Nunca fui un gran fan de Julio Iglesias, aunque recuerdo unas cuantas canciones de sus primeras épocas, de cuando todavía no había decidido conquistar la América anglosajona e intentar entrar en el círculo de la Rata Pack o hacer dúos con Sevie Wonder o Willie Nelson. Y recuerdo como flipé, yo que provenía de una familia poco entregada a la discografía del cantante, cuando vi como paraban el telejournal de la TF1 para anunciar que Julio Iglesias acababa de aterrizar en el aeropuerto Charles de Gaulle de París. Era en el año 1978 y yo pasaba el mes julio en casa de la familia Dorat con el objetivo de aprender francés. Y recuerdo que, allí perdido en una casa de Clermont-Ferrand, la ciudad donde Éric Rohmer había rodado Mi nuit chez Maud, y con el disco Les Marquises envuelto en la habitación (el testamento de Jacques Brel comprado para regalarlo a mis padres), pensé que el mundo estaba entrando en una realidad extraña y que la grandeur empezaba a flaquear. Unos años después, cuando triunfó Mecano, mis temores se hicieron realidad. Y recordando rememoré al padre de Julio Iglesias y el secuestro que sufrió en manos de ETA, y de como lo liberaron a cambio de no se sabe qué, y de las primeras palabras que pronunció cuando entró la policía en el piso de la localidad zaragozana de Trasmoz, donde lo tenían escondido: "joder, lo que habéis tardado". Julio Iglesias Sr., Papuchi para los amigos y ginecólogo de profesión, se había afiliado a la Falange en el año 1933 y durante los años duros de la posguerra le gustaba pasearse vestido de requeté y marcando paquete por la Gran Vía madrileña, pero en cuestión de carácter era muy campechano y uno de aquellos frívolos que podía convertir en anécdota a los republicanos enterrados en el Valle de los Caídos.

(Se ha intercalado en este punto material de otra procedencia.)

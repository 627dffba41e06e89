pub const SCHEMA: &str = r#"
CREATE TABLE IF NOT EXISTS users (
    id TEXT PRIMARY KEY,
    username TEXT NOT NULL UNIQUE,
    email TEXT,
    role TEXT NOT NULL DEFAULT 'SM' CHECK (role IN ('AD', 'PM', 'DV', 'SM')),
    is_demo INTEGER NOT NULL DEFAULT 0,
    created_at TEXT NOT NULL,
    updated_at TEXT NOT NULL
);

CREATE TABLE IF NOT EXISTS groups (
    id TEXT PRIMARY KEY,
    name TEXT NOT NULL UNIQUE,
    created_at TEXT NOT NULL
);

CREATE TABLE IF NOT EXISTS group_permissions (
    group_id TEXT NOT NULL REFERENCES groups(id) ON DELETE CASCADE,
    permission TEXT NOT NULL,
    PRIMARY KEY (group_id, permission)
);

CREATE TABLE IF NOT EXISTS user_groups (
    user_id TEXT NOT NULL REFERENCES users(id) ON DELETE CASCADE,
    group_id TEXT NOT NULL REFERENCES groups(id) ON DELETE CASCADE,
    PRIMARY KEY (user_id, group_id)
);

CREATE TABLE IF NOT EXISTS sessions (
    token TEXT PRIMARY KEY,
    user_id TEXT NOT NULL REFERENCES users(id) ON DELETE CASCADE,
    created_at TEXT NOT NULL
);

CREATE TABLE IF NOT EXISTS projects (
    id TEXT PRIMARY KEY,
    title TEXT NOT NULL,
    description TEXT NOT NULL,
    is_active INTEGER NOT NULL DEFAULT 1,
    manager_id TEXT REFERENCES users(id) ON DELETE RESTRICT,
    created_at TEXT NOT NULL,
    updated_at TEXT NOT NULL
);

CREATE TABLE IF NOT EXISTS project_personnel (
    project_id TEXT NOT NULL REFERENCES projects(id) ON DELETE CASCADE,
    user_id TEXT NOT NULL REFERENCES users(id) ON DELETE CASCADE,
    PRIMARY KEY (project_id, user_id)
);

CREATE TABLE IF NOT EXISTS tickets (
    id TEXT PRIMARY KEY,
    project_id TEXT NOT NULL REFERENCES projects(id) ON DELETE CASCADE,
    title TEXT NOT NULL,
    description TEXT NOT NULL,
    priority TEXT NOT NULL CHECK (priority IN ('LOW', 'MEDIUM', 'HIGH')),
    status TEXT NOT NULL DEFAULT 'OPEN' CHECK (status IN ('OPEN', 'CLOSED')),
    kind TEXT NOT NULL CHECK (kind IN ('BUG/ERROR', 'NEW FEATURE', 'ENHANCEMENT', 'CHANGE')),
    submitter_id TEXT NOT NULL REFERENCES users(id) ON DELETE RESTRICT,
    assigned_developer_id TEXT REFERENCES users(id) ON DELETE RESTRICT,
    created_at TEXT NOT NULL,
    updated_at TEXT NOT NULL
);

CREATE TABLE IF NOT EXISTS ticket_comments (
    id TEXT PRIMARY KEY,
    ticket_id TEXT NOT NULL REFERENCES tickets(id) ON DELETE CASCADE,
    commenter_id TEXT NOT NULL REFERENCES users(id) ON DELETE CASCADE,
    message TEXT NOT NULL,
    created_at TEXT NOT NULL
);

CREATE TABLE IF NOT EXISTS ticket_history (
    id TEXT PRIMARY KEY,
    ticket_id TEXT NOT NULL REFERENCES tickets(id) ON DELETE CASCADE,
    action TEXT NOT NULL CHECK (action IN ('ASSIGNED_TO_USER', 'STATUS_UPDATED', 'PRIORITY_CHANGED', 'TYPE_CHANGED')),
    prev_value TEXT,
    new_value TEXT,
    changed_at TEXT NOT NULL
);

CREATE TABLE IF NOT EXISTS ticket_files (
    id TEXT PRIMARY KEY,
    ticket_id TEXT NOT NULL REFERENCES tickets(id) ON DELETE CASCADE,
    uploaded_by TEXT NOT NULL REFERENCES users(id) ON DELETE CASCADE,
    file_name TEXT NOT NULL,
    stored_path TEXT NOT NULL,
    uploaded_at TEXT NOT NULL
);

CREATE INDEX IF NOT EXISTS idx_user_groups_user ON user_groups(user_id);
CREATE INDEX IF NOT EXISTS idx_sessions_user ON sessions(user_id);
CREATE INDEX IF NOT EXISTS idx_projects_manager ON projects(manager_id);
CREATE INDEX IF NOT EXISTS idx_personnel_user ON project_personnel(user_id);
CREATE INDEX IF NOT EXISTS idx_tickets_project ON tickets(project_id);
CREATE INDEX IF NOT EXISTS idx_tickets_submitter ON tickets(submitter_id);
CREATE INDEX IF NOT EXISTS idx_tickets_assigned ON tickets(assigned_developer_id);
CREATE INDEX IF NOT EXISTS idx_tickets_status ON tickets(status);
CREATE INDEX IF NOT EXISTS idx_comments_ticket ON ticket_comments(ticket_id);
CREATE INDEX IF NOT EXISTS idx_history_ticket ON ticket_history(ticket_id);
CREATE INDEX IF NOT EXISTS idx_files_ticket ON ticket_files(ticket_id);
"#;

Hace años que Julio Iglesias no interrumpe telejournals, pero todavía continúa vivo en Spotify, satisfecho de que España no haya conseguido encontrar a otro Julio Iglesias con quien propagar el consumo de vino de la Rioja o de Ribera del Duero y, como buen pata negra, popularizar el consumo de jamón de Jabugo o hacer de factótum del Real Madrid ahora que Plácido Domingo se ha visto obligado a hacer de Farinelli por culpa de una masculinidad mal asimilada. Como buen libra, el séptimo signo del zodíaco, el cuarto de naturaleza positiva, el tercero de calidad cardinal, y símbolo del equilibrio y la armonía, Julio sigue siendo un tipo que da prestigio tenerlo cerca, ni que sea por vía telefónica. Y, aunque eso de los signos zodiacales es una tontería, seguro que él, con toda la frivolidad que lo honra, de eso de ser libra ha sacado grandes respuestas para justificar ciertas decisiones. Con 81 años en la espalda y con amigos como don Carlos Herrera, Julio Iglesias persiste en la encomiable responsabilidad de hacer de embajador emérito de España con un valor añadido: la ligereza de los que, de tan equilibrados y armónicos, parece que se la sude todo.